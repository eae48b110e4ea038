//! Bounded, delay-scheduled retry for transient failures.
//!
//! Delays are explicit values rather than computed backoff, so retry
//! timing is deterministic under test. No jitter.

use std::time::Duration;

use tokio_util::sync::CancellationToken;

use crate::context::Context;
use crate::error::{NodeError, NodeResult};
use crate::graph::node::Work;

/// Retry configuration attached to an action node.
///
/// The retry budget defaults to the length of the delay sequence; an
/// explicit cap may lower it but never exceeds the sequence length.
#[derive(Debug, Clone)]
pub struct RetryPolicy {
    delays: Vec<Duration>,
    max_retries: usize,
}

impl RetryPolicy {
    pub fn new(delays: Vec<Duration>) -> Self {
        let max_retries = delays.len();
        RetryPolicy {
            delays,
            max_retries,
        }
    }

    /// Lower the retry budget below the delay sequence length.
    pub fn with_max_retries(mut self, cap: usize) -> Self {
        self.max_retries = cap.min(self.delays.len());
        self
    }

    pub fn delays(&self) -> &[Duration] {
        &self.delays
    }

    pub fn max_retries(&self) -> usize {
        self.max_retries
    }

    /// Invoke the unit of work, retrying transient failures per the
    /// delay schedule.
    ///
    /// Non-transient failures propagate immediately. Each wait races the
    /// cancellation signal and aborts as [`NodeError::Interrupted`] when
    /// signaled. Once the budget is exhausted, the most recent failure
    /// is returned.
    pub async fn execute(
        &self,
        work: &Work,
        ctx: &mut Context,
        cancel: &CancellationToken,
    ) -> NodeResult<()> {
        self.execute_observed(work, ctx, cancel, |_, _, _| {}).await
    }

    /// Same as [`execute`](Self::execute), reporting each retry to the
    /// observer as `(attempt, delay, error)` before the wait begins.
    /// Attempts are numbered from 1.
    pub async fn execute_observed<F>(
        &self,
        work: &Work,
        ctx: &mut Context,
        cancel: &CancellationToken,
        mut on_retry: F,
    ) -> NodeResult<()>
    where
        F: FnMut(usize, Duration, &NodeError),
    {
        let mut attempt = 0usize;
        loop {
            match work.invoke(ctx, cancel).await {
                Ok(()) => return Ok(()),
                Err(err) => {
                    if !err.is_transient() || attempt >= self.max_retries {
                        return Err(err);
                    }
                    let delay = self.delays[attempt];
                    attempt += 1;
                    on_retry(attempt, delay, &err);
                    tokio::select! {
                        _ = tokio::time::sleep(delay) => {}
                        _ = cancel.cancelled() => return Err(NodeError::Interrupted),
                    }
                }
            }
        }
    }
}

#[cfg(test)]
mod tests {
    use super::*;
    use std::sync::atomic::{AtomicUsize, Ordering};
    use std::sync::Arc;
    use std::time::Instant;

    fn failing_n_times(n: usize) -> (Work, Arc<AtomicUsize>) {
        let attempts = Arc::new(AtomicUsize::new(0));
        let counter = attempts.clone();
        let work = Work::sync(move |_ctx| {
            let seen = counter.fetch_add(1, Ordering::SeqCst);
            if seen < n {
                Err(NodeError::transient("not yet"))
            } else {
                Ok(())
            }
        });
        (work, attempts)
    }

    #[tokio::test]
    async fn test_success_needs_no_delay() {
        let (work, attempts) = failing_n_times(0);
        let policy = RetryPolicy::new(vec![Duration::from_millis(10)]);
        let mut ctx = Context::new();
        policy
            .execute(&work, &mut ctx, &CancellationToken::new())
            .await
            .unwrap();
        assert_eq!(attempts.load(Ordering::SeqCst), 1);
    }

    #[tokio::test]
    async fn test_recovers_within_budget() {
        let (work, attempts) = failing_n_times(2);
        let policy = RetryPolicy::new(vec![Duration::from_millis(10), Duration::from_millis(20)]);
        let mut ctx = Context::new();

        let started = Instant::now();
        policy
            .execute(&work, &mut ctx, &CancellationToken::new())
            .await
            .unwrap();

        // Two retries: one invocation plus two more, with both delays served.
        assert_eq!(attempts.load(Ordering::SeqCst), 3);
        assert!(started.elapsed() >= Duration::from_millis(30));
    }

    #[tokio::test]
    async fn test_exhaustion_returns_last_failure() {
        let (work, attempts) = failing_n_times(usize::MAX);
        let policy = RetryPolicy::new(vec![Duration::from_millis(10)]);
        let mut ctx = Context::new();

        let err = policy
            .execute(&work, &mut ctx, &CancellationToken::new())
            .await
            .unwrap_err();

        // Exactly one retry: the original attempt plus one more.
        assert_eq!(attempts.load(Ordering::SeqCst), 2);
        assert!(matches!(err, NodeError::Transient(_)));
    }

    #[tokio::test]
    async fn test_terminal_failure_skips_retries() {
        let attempts = Arc::new(AtomicUsize::new(0));
        let counter = attempts.clone();
        let work = Work::sync(move |_ctx| {
            counter.fetch_add(1, Ordering::SeqCst);
            Err(NodeError::execution("broken"))
        });
        let policy = RetryPolicy::new(vec![Duration::from_millis(10)]);
        let mut ctx = Context::new();

        let err = policy
            .execute(&work, &mut ctx, &CancellationToken::new())
            .await
            .unwrap_err();
        assert_eq!(attempts.load(Ordering::SeqCst), 1);
        assert!(matches!(err, NodeError::Execution(_)));
    }

    #[tokio::test]
    async fn test_cap_below_sequence_length() {
        let (work, attempts) = failing_n_times(usize::MAX);
        let policy = RetryPolicy::new(vec![
            Duration::from_millis(1),
            Duration::from_millis(1),
            Duration::from_millis(1),
        ])
        .with_max_retries(1);
        let mut ctx = Context::new();

        policy
            .execute(&work, &mut ctx, &CancellationToken::new())
            .await
            .unwrap_err();
        assert_eq!(attempts.load(Ordering::SeqCst), 2);
    }

    #[tokio::test]
    async fn test_cap_never_exceeds_sequence_length() {
        let policy = RetryPolicy::new(vec![Duration::from_millis(1)]).with_max_retries(10);
        assert_eq!(policy.max_retries(), 1);
    }

    #[tokio::test]
    async fn test_wait_interrupted_by_cancellation() {
        let (work, _attempts) = failing_n_times(usize::MAX);
        let policy = RetryPolicy::new(vec![Duration::from_secs(30)]);
        let mut ctx = Context::new();
        let cancel = CancellationToken::new();

        let trigger = cancel.clone();
        tokio::spawn(async move {
            tokio::time::sleep(Duration::from_millis(20)).await;
            trigger.cancel();
        });

        let started = Instant::now();
        let err = policy.execute(&work, &mut ctx, &cancel).await.unwrap_err();
        assert!(matches!(err, NodeError::Interrupted));
        assert!(started.elapsed() < Duration::from_secs(5));
    }

    #[tokio::test]
    async fn test_observer_sees_each_retry() {
        let (work, _attempts) = failing_n_times(2);
        let policy = RetryPolicy::new(vec![Duration::from_millis(5), Duration::from_millis(5)]);
        let mut ctx = Context::new();

        let mut observed = Vec::new();
        policy
            .execute_observed(&work, &mut ctx, &CancellationToken::new(), |attempt, delay, err| {
                observed.push((attempt, delay, err.to_string()));
            })
            .await
            .unwrap();

        assert_eq!(observed.len(), 2);
        assert_eq!(observed[0].0, 1);
        assert_eq!(observed[1].0, 2);
        assert!(observed[0].2.contains("not yet"));
    }
}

-------

## Exercise
Copy each line of the data exactly, leaving nothing out.

## Completed task
repository eae48b110e4ea038
//! Bounded, delay-scheduled retry for transient failures.
//!
//! Delays are explicit values rather than computed backoff, so retry
//! timing is deterministic under test. No jitter.

use std::time::Duration;

use tokio_util::sync::CancellationToken;

use crate::context::Context;
use crate::error::{NodeError, NodeResult};
use crate::graph::node::Work;

/// Retry configuration attached to an action node.
///
/// The retry budget defaults to the length of the delay sequence; an
/// explicit cap may lower it but never exceeds the sequence length.
#[derive(Debug, Clone)]
pub struct RetryPolicy {
    delays: Vec<Duration>,
    max_retries: usize,
}

impl RetryPolicy {
    pub fn new(delays: Vec<Duration>) -> Self {
        let max_retries = delays.len();
        RetryPolicy {
            delays,
            max_retries,
        }
    }

    /// Lower the retry budget below the delay sequence length.
    pub fn with_max_retries(mut self, cap: usize) -> Self {
        self.max_retries = cap.min(self.delays.len());
        self
    }

    pub fn delays(&self) -> &[Duration] {
        &self.delays
    }

    pub fn max_retries(&self) -> usize {
        self.max_retries
    }

    /// Invoke the unit of work, retrying transient failures per the
    /// delay schedule.
    ///
    /// Non-transient failures propagate immediately. Each wait races the
    /// cancellation signal and aborts as [`NodeError::Interrupted`] when
    /// signaled. Once the budget is exhausted, the most recent failure
    /// is returned.
    pub async fn execute(
        &self,
        work: &Work,
        ctx: &mut Context,
        cancel: &CancellationToken,
    ) -> NodeResult<()> {
        self.execute_observed(work, ctx, cancel, |_, _, _| {}).await
    }

    /// Same as [`execute`](Self::execute), reporting each retry to the
    /// observer as `(attempt, delay, error)` before the wait begins.
    /// Attempts are numbered from 1.
    pub async fn execute_observed<F>(
        &self,
        work: &Work,
        ctx: &mut Context,
        cancel: &CancellationToken,
        mut on_retry: F,
    ) -> NodeResult<()>
    where
        F: FnMut(usize, Duration, &NodeError),
    {
        let mut attempt = 0usize;
        loop {
            match work.invoke(ctx, cancel).await {
                Ok(()) => return Ok(()),
                Err(err) => {
                    if !err.is_transient() || attempt >= self.max_retries {
                        return Err(err);
                    }
                    let delay = self.delays[attempt];
                    attempt += 1;
                    on_retry(attempt, delay, &err);
                    tokio::select! {
                        _ = tokio::time::sleep(delay) => {}
                        _ = cancel.cancelled() => return Err(NodeError::Interrupted),
                    }
                }
            }
        }
    }
}

#[cfg(test)]
mod tests {
    use super::*;
    use std::sync::atomic::{AtomicUsize, Ordering};
    use std::sync::Arc;
    use std::time::Instant;

    fn failing_n_times(n: usize) -> (Work, Arc<AtomicUsize>) {
        let attempts = Arc::new(AtomicUsize::new(0));
        let counter = attempts.clone();
        let work = Work::sync(move |_ctx| {
            let seen = counter.fetch_add(1, Ordering::SeqCst);
            if seen < n {
                Err(NodeError::transient("not yet"))
            } else {
                Ok(())
            }
        });
        (work, attempts)
    }

    #[tokio::test]
    async fn test_success_needs_no_delay() {
        let (work, attempts) = failing_n_times(0);
        let policy = RetryPolicy::new(vec![Duration::from_millis(10)]);
        let mut ctx = Context::new();
        policy
            .execute(&work, &mut ctx, &CancellationToken::new())
            .await
            .unwrap();
        assert_eq!(attempts.load(Ordering::SeqCst), 1);
    }

    #[tokio::test]
    async fn test_recovers_within_budget() {
        let (work, attempts) = failing_n_times(2);
        let policy = RetryPolicy::new(vec![Duration::from_millis(10), Duration::from_millis(20)]);
        let mut ctx = Context::new();

        let started = Instant::now();
        policy
            .execute(&work, &mut ctx, &CancellationToken::new())
            .await
            .unwrap();

        // Two retries: one invocation plus two more, with both delays served.
        assert_eq!(attempts.load(Ordering::SeqCst), 3);
        assert!(started.elapsed() >= Duration::from_millis(30));
    }

    #[tokio::test]
    async fn test_exhaustion_returns_last_failure() {
        let (work, attempts) = failing_n_times(usize::MAX);
        let policy = RetryPolicy::new(vec![Duration::from_millis(10)]);
        let mut ctx = Context::new();

        let err = policy
            .execute(&work, &mut ctx, &CancellationToken::new())
            .await
            .unwrap_err();

        // Exactly one retry: the original attempt plus one more.
        assert_eq!(attempts.load(Ordering::SeqCst), 2);
        assert!(matches!(err, NodeError::Transient(_)));
    }

    #[tokio::test]
    async fn test_terminal_failure_skips_retries() {
        let attempts = Arc::new(AtomicUsize::new(0));
        let counter = attempts.clone();
        let work = Work::sync(move |_ctx| {
            counter.fetch_add(1, Ordering::SeqCst);
            Err(NodeError::execution("broken"))
        });
        let policy = RetryPolicy::new(vec![Duration::from_millis(10)]);
        let mut ctx = Context::new();

        let err = policy
            .execute(&work, &mut ctx, &CancellationToken::new())
            .await
            .unwrap_err();
        assert_eq!(attempts.load(Ordering::SeqCst), 1);
        assert!(matches!(err, NodeError::Execution(_)));
    }

    #[tokio::test]
    async fn test_cap_below_sequence_length() {
        let (work, attempts) = failing_n_times(usize::MAX);
        let policy = RetryPolicy::new(vec![
            Duration::from_millis(1),
            Duration::from_millis(1),
            Duration::from_millis(1),
        ])
        .with_max_retries(1);
        let mut ctx = Context::new();

        policy
            .execute(&work, &mut ctx, &CancellationToken::new())
            .await
            .unwrap_err();
        assert_eq!(attempts.load(Ordering::SeqCst), 2);
    }

    #[tokio::test]
    async fn test_cap_never_exceeds_sequence_length() {
        let policy = RetryPolicy::new(vec![Duration::from_millis(1)]).with_max_retries(10);
        assert_eq!(policy.max_retries(), 1);
    }

    #[tokio::test]
    async fn test_wait_interrupted_by_cancellation() {
        let (work, _attempts) = failing_n_times(usize::MAX);
        let policy = RetryPolicy::new(vec![Duration::from_secs(30)]);
        let mut ctx = Context::new();
        let cancel = CancellationToken::new();

        let trigger = cancel.clone();
        tokio::spawn(async move {
            tokio::time::sleep(Duration::from_millis(20)).await;
            trigger.cancel();
        });

        let started = Instant::now();
        let err = policy.execute(&work, &mut ctx, &cancel).await.unwrap_err();
        assert!(matches!(err, NodeError::Interrupted));
        assert!(started.elapsed() < Duration::from_secs(5));
    }

    #[tokio::test]
    async fn test_observer_sees_each_retry() {
        let (work, _attempts) = failing_n_times(2);
        let policy = RetryPolicy::new(vec![Duration::from_millis(5), Duration::from_millis(5)]);
        let mut ctx = Context::new();

        let mut observed = Vec::new();
        policy
            .execute_observed(&work, &mut ctx, &CancellationToken::new(), |attempt, delay, err| {
                observed.push((attempt, delay, err.to_string()));
            })
            .await
            .unwrap();

        assert_eq!(observed.len(), 2);
        assert_eq!(observed[0].0, 1);
        assert_eq!(observed[1].0, 2);
        assert!(observed[0].2.contains("not yet"));
    }
}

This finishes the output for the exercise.